The plaintiffs - The Center for Food Safety, Organic Seed Alliance, High Mowing Organic Seeds, and the Sierra Club - had immediately sought a court order to halt the planting. On September 28 Judge White ruled that USDA's Animal and Plant Health Inspection Service (APHIS) had violated the National Environmental Policy Act (NEPA) by allowing the plantings without analyzing the potential environmental, health, and socioeconomic impacts of growing GE sugar beets. Judge White heard testimony from the parties during a three-day hearing in November before issuing today's ruling.

Monsanto created "Roundup Ready" crops to withstand its Roundup herbicide (with the active ingredient glyphosate), which it then sells to farmers together with its patented seed, for which it charges farmers a substantial "technology fee." Earlier this year, the Department of Justice announced it had opened a formal investigation into possible anticompetitive practices in Monsanto's use of such patented crops. Growing previous Roundup Ready crops such as soy, cotton, and corn have led to greater use of herbicides. It also has led to the spread of herbicide resistant weeds on millions of acres throughout the United States and other countries where such crops are grown, and contamination of conventional and organic crops, which has been costly to U.S. farmers. There is also evidence that such herbicide-resistant crops may be more susceptible to serious plant diseases.

In an earlier case the court ruled that USDA had violated NEPA by allowing the crop to be commercialized without first preparing an Environmental Impact Statement (EIS). In August the court made any future planting and sale unlawful until USDA complies with federal law. (USDA has said it expects to complete an EIS in spring 2012.) But almost immediately after the ruling, USDA issued permits allowing companies to plant seedlings to produce seed for future Roundup Ready sugar beet crops, even though the crops are still illegal to grow, and no EIS has been prepared. The seed growers rushed to plant the seed crop in Oregon and Arizona, apparently hoping to outrun the legal action to stop it. In this latest case, USDA argued that the seedlings were separate from the rest of the sugar beet crop cycle and had no impact by themselves, but Judge White rejected this. He found that the law requires USDA to analyze the impacts of not only the seedlings, but the rest of the Roundup Ready sugar beet production process as well, before any part of that process can begin.

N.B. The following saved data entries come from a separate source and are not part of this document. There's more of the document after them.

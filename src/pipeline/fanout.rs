use futures::future::join_all;
use tokio_util::sync::CancellationToken;
use uuid::Uuid;

use crate::models::carousel::{ImagePrompt, NewCarouselImage, SlotKey};
use crate::models::job::JobStatus;
use crate::pipeline::{bounded, Pipeline, PipelineError};
use crate::services::ai::ImageRequest;
use crate::services::image_codec::decode_payload;

/// What happened to one slot.
#[derive(Debug, Clone, PartialEq, Eq)]
pub enum SlotOutcome {
    Persisted { url: String, images_completed: i32 },
    AlreadyPresent,
    Cancelled,
}

/// Per-slot tally of a fan-out. Informational only; the persisted rows decide the job.
#[derive(Debug, Default, Clone)]
pub struct FanOutReport {
    pub persisted: Vec<i32>,
    pub already_present: Vec<i32>,
    pub cancelled: Vec<i32>,
    pub failed: Vec<i32>,
}

impl Pipeline {
    /// Generate and persist one slot.
    ///
    /// Safe to call repeatedly for the same key: an existing row short-circuits
    /// before any generation, and a lost insert race is reported as
    /// `AlreadyPresent` without touching the counter. A failed persist leaves
    /// neither a row nor a count behind, so the slot stays eligible for retry.
    pub(crate) async fn generate_slot(
        &self,
        key: SlotKey,
        prompt: &str,
        alt_text: &str,
        reference: Option<&[u8]>,
        token: &CancellationToken,
    ) -> Result<SlotOutcome, PipelineError> {
        if self.store.image_exists(key).await? {
            tracing::debug!(job_id = %key.job_id, slot_index = key.slot_index, "Slot already persisted, skipping");
            return Ok(SlotOutcome::AlreadyPresent);
        }

        if token.is_cancelled()
            || self.store.job_status(key.job_id).await? == Some(JobStatus::Cancelled)
        {
            tracing::debug!(job_id = %key.job_id, slot_index = key.slot_index, "Job cancelled, slot not generated");
            return Ok(SlotOutcome::Cancelled);
        }

        let request = ImageRequest {
            slot_index: key.slot_index,
            prompt: prompt.to_string(),
            reference_image: reference.map(<[u8]>::to_vec),
        };

        let started = std::time::Instant::now();
        let payload = bounded(
            token,
            "image generation",
            self.settings.image_timeout,
            self.images.generate(&request),
        )
        .await?;
        let image = decode_payload(payload)?;

        let storage_key = key.storage_key(image.extension());
        let url = bounded(
            token,
            "image upload",
            self.settings.storage_timeout,
            self.blobs
                .upload(&storage_key, &image.bytes, image.content_type()),
        )
        .await?;

        let persisted = self
            .tracker()
            .persist(&NewCarouselImage {
                key,
                url: url.clone(),
                storage_key,
                prompt: prompt.to_string(),
                alt_text: alt_text.to_string(),
                content_type: image.content_type().to_string(),
            })
            .await?;
        let Some(update) = persisted else {
            return Ok(SlotOutcome::AlreadyPresent);
        };

        tracing::info!(
            job_id = %key.job_id,
            slot_index = key.slot_index,
            width = image.width,
            height = image.height,
            duration_ms = started.elapsed().as_millis() as u64,
            images_completed = update.images_completed,
            "Carousel image persisted"
        );

        Ok(SlotOutcome::Persisted {
            url,
            images_completed: update.images_completed,
        })
    }

    /// Launch every slot at once and wait for all of them to settle.
    pub(crate) async fn fan_out(
        &self,
        job_id: Uuid,
        prompts: &[ImagePrompt],
        reference: Option<&[u8]>,
        token: &CancellationToken,
    ) -> FanOutReport {
        let tasks = prompts.iter().map(|prompt| async move {
            let key = SlotKey::new(job_id, prompt.slot_index);
            let result = self
                .generate_slot(key, &prompt.prompt, &prompt.alt_text, reference, token)
                .await;
            (prompt.slot_index, result)
        });

        let mut report = FanOutReport::default();
        for (slot_index, result) in join_all(tasks).await {
            match result {
                Ok(SlotOutcome::Persisted { .. }) => report.persisted.push(slot_index),
                Ok(SlotOutcome::AlreadyPresent) => report.already_present.push(slot_index),
                Ok(SlotOutcome::Cancelled) | Err(PipelineError::Cancelled) => {
                    report.cancelled.push(slot_index)
                }
                Err(e) => {
                    metrics::counter!("carousel_slot_failures_total").increment(1);
                    tracing::warn!(job_id = %job_id, slot_index, error = %e, "Slot generation failed");
                    report.failed.push(slot_index);
                }
            }
        }

        tracing::info!(
            job_id = %job_id,
            persisted = report.persisted.len(),
            already_present = report.already_present.len(),
            cancelled = report.cancelled.len(),
            failed = ?report.failed,
            "Image fan-out settled"
        );

        report
    }

    /// Single-slot entrypoint for operators. Idempotent per (job, carousel, slot).
    pub async fn regenerate_slot(
        &self,
        key: SlotKey,
        prompt: &str,
        alt_text: &str,
    ) -> Result<SlotOutcome, PipelineError> {
        let job = self
            .store
            .get_job(key.job_id)
            .await?
            .ok_or(PipelineError::JobNotFound(key.job_id))?;

        match job.status {
            JobStatus::Cancelled => return Ok(SlotOutcome::Cancelled),
            JobStatus::Queued | JobStatus::GeneratingCaption => {
                return Err(PipelineError::NotReady(job.status))
            }
            _ => {}
        }

        let token = CancellationToken::new();
        let reference = self
            .load_reference_image(job.id, job.reference_image_key.as_deref(), &token)
            .await?;

        let outcome = self
            .generate_slot(key, prompt, alt_text, reference.as_deref(), &token)
            .await;
        if let Err(e) = &outcome {
            metrics::counter!("carousel_slot_failures_total").increment(1);
            tracing::warn!(job_id = %key.job_id, slot_index = key.slot_index, error = %e, "Slot regeneration failed");
        }
        outcome
    }
}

Courts have twice rescinded USDA's approval of biotech crops. The first such crop, Roundup Ready alfalfa, is also illegal to plant, based on the vacating of its deregulation in 2007 pending preparation of an EIS. Although Monsanto appealed that case all the way to the Supreme Court and the High Court set aside part of the relief granted, the full prohibition on its planting - based on the same initial remedy granted here, the vacatur - remains in place.